Tuesday, August 25, 2009

Idolatry in a Land without gods

Historically, it seems the VAST majority of people (or better, people-groups) have had some kind of super-human entity/entities** as a part of their understanding of the world/universe.

(Western) Modernity has put forth a variety of methods to negate the need or connection with all things more-than-human. My assessment is that this comes from the voracious drive we had (and have largely satisfied) to control . . . everything! [for those that chew on such statements, I think 'prediction' is a form of control]

So here's my theory on the usefulness of a deity/deities. It is a theory that, for the moment, ignores the question of the existence of deity(ies) and the question of whether deity-existence is innate to humans or created. This only looks at utility/usefulness.

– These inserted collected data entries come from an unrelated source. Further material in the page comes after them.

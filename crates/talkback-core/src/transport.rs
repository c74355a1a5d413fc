//! Transport traits.
//!
//! A transport is one physical duplex byte stream. Connections split it so
//! the inbound and outbound pumps can own their half independently.

use async_trait::async_trait;
use bytes::Bytes;

use crate::TransportError;

/// Receiving half of a transport.
#[async_trait]
pub trait TransportReceiver: Send {
    /// Receive the next frame.
    ///
    /// # Errors
    /// Returns `ConnectionClosed` once the peer is gone.
    async fn receive(&mut self) -> Result<Bytes, TransportError>;
}

/// Sending half of a transport.
#[async_trait]
pub trait TransportSender: Send {
    /// Write one frame.
    ///
    /// # Errors
    /// Returns error if the frame cannot be written.
    async fn send(&mut self, frame: Bytes) -> Result<(), TransportError>;

    /// Close the stream. The default does nothing.
    ///
    /// # Errors
    /// Returns error if the close handshake fails.
    async fn close(&mut self) -> Result<(), TransportError> {
        Ok(())
    }
}

/// A duplex byte stream handed to the core per connection attempt.
pub trait Transport: Send + 'static {
    /// Split into independently owned halves.
    fn split(self) -> (Box<dyn TransportSender>, Box<dyn TransportReceiver>);
}

#[cfg(feature = "memory")]
pub mod memory;
//! Core building blocks for the talkback session protocol.
//!
//! This crate provides:
//! - `Envelope` - The `[action, payload]` wire unit and its MessagePack codec
//! - `Error` - Protocol error taxonomy shared by every layer
//! - `TalkConfig` - Protocol configuration
//! - `Transport` - The split duplex byte-stream a connection runs on

pub mod config;
pub mod envelope;
pub mod error;
pub mod transport;

pub use config::TalkConfig;
pub use envelope::{ClientError, Envelope, Payload, actions, from_payload, to_payload};
pub use error::{Error, Result, TransportError};
pub use transport::{Transport, TransportReceiver, TransportSender};

/// Session identifier.
pub type SessionId = uuid::Uuid;
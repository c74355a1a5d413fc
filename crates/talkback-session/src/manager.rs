//! Session manager driving connection attempts end to end.

use std::sync::Arc;

use talkback_core::{Error, Result, SessionId, TalkConfig, Transport};
use tracing::{debug, error, info};

use crate::{
    app::{AppSession, HandlerMap},
    connection::{Connection, ConnectionEnd},
    registry::SessionRegistry,
    session::{Session, SessionCtx},
};

type Factory<A> = Box<dyn Fn() -> A + Send + Sync>;

/// Owns configuration, the handler map, the registry and the session factory
/// for one application.
pub struct SessionManager<A: AppSession> {
    config: Arc<TalkConfig>,
    handlers: Arc<HandlerMap<A>>,
    registry: Arc<SessionRegistry<A>>,
    factory: Factory<A>,
}

impl<A: AppSession> SessionManager<A> {
    /// Create a new session manager.
    #[must_use]
    pub fn new(config: TalkConfig, factory: impl Fn() -> A + Send + Sync + 'static) -> Self {
        Self {
            config: Arc::new(config),
            handlers: Arc::new(HandlerMap::for_app()),
            registry: Arc::new(SessionRegistry::new()),
            factory: Box::new(factory),
        }
    }

    #[must_use]
    pub fn config(&self) -> &TalkConfig {
        &self.config
    }

    #[must_use]
    pub const fn registry(&self) -> &Arc<SessionRegistry<A>> {
        &self.registry
    }

    /// Serve one connection attempt until it ends.
    ///
    /// Creates a fresh session, runs its `init` hook and attaches the
    /// connection. The handshake may then move the connection over to a
    /// resumed session.
    ///
    /// # Errors
    /// Returns error if `init` or `on_connected` fails. The session is dropped
    /// in that case.
    pub async fn accept<T: Transport>(&self, transport: T) -> Result<ConnectionEnd> {
        let conn = Connection::open(transport, Arc::clone(&self.config));
        let session = Session::create(
            (self.factory)(),
            Arc::clone(&self.config),
            Arc::clone(&self.handlers),
            &self.registry,
        )
        .await;
        let ctx = SessionCtx::new(Arc::clone(&session));

        if let Err(e) = session.app().init(&ctx).await {
            error!(session = %session.id(), "Session init failed: {e}");
            conn.close();
            session.terminate().await;
            return Err(e);
        }

        if let Err(e) = session.attach(Arc::clone(&conn)).await {
            error!(session = %session.id(), "Attaching connection failed: {e}");
            conn.fatal().await;
            session.terminate().await;
            return Err(e);
        }
        drop(ctx);
        drop(session);

        let end = conn.closed().await;
        debug!(conn = conn.id(), ?end, "Connection attempt finished");
        Ok(end)
    }

    /// Handle to a live session.
    pub async fn lookup(&self, id: SessionId) -> Option<SessionCtx<A>> {
        self.registry.lookup(id).await.map(SessionCtx::new)
    }

    /// Terminate a session.
    ///
    /// # Errors
    /// Returns `UnknownSession` if no live session has this identity.
    pub async fn terminate(&self, id: SessionId) -> Result<()> {
        let session = self
            .registry
            .lookup(id)
            .await
            .ok_or(Error::UnknownSession(id))?;
        info!(session = %id, "Terminating session");
        session.terminate().await;
        Ok(())
    }

    /// Terminate every live session.
    pub async fn shutdown(&self) {
        for session in self.registry.snapshot().await {
            session.terminate().await;
        }
    }

    pub async fn session_count(&self) -> usize {
        self.registry.len().await
    }
}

As far as I have read, seen, been told, etc. a spirit or god is really important for those parts of life that we cannot control but rely upon nonetheless. Weather, war, & women (that's funny - 'women' can be men and children, too, but they don't illiterate :: 'weather' can be food, too) being the most common.

What these super-humans hold is two things: power and information. What Western Modernity has attempted to accomplish is actually a two-fold feat: massively and rapidly increase knowledge to the place where the sum of information & wisdom can actually become a power in itself. Somewhat similar to how energy and matter become roughly the same thing in "E equals m c squared." as if we attempted to make "Power = Information Application squared." Not sure it worked (nor are most postModern philosophers), but it has largely satisfied a centuries-old desire.

Then came the more subtle shift in what we call 'epistemology' (how is truth determined to be truth). In the Classic period (for discussion, ~500 B.C. to ~500 A.D.), 'truth' is a rationalized ideal, Medieval truth came from authority, with Modern truth swinging back to ideals. What caught my attention is that what was swinging was not just epistemology by itself.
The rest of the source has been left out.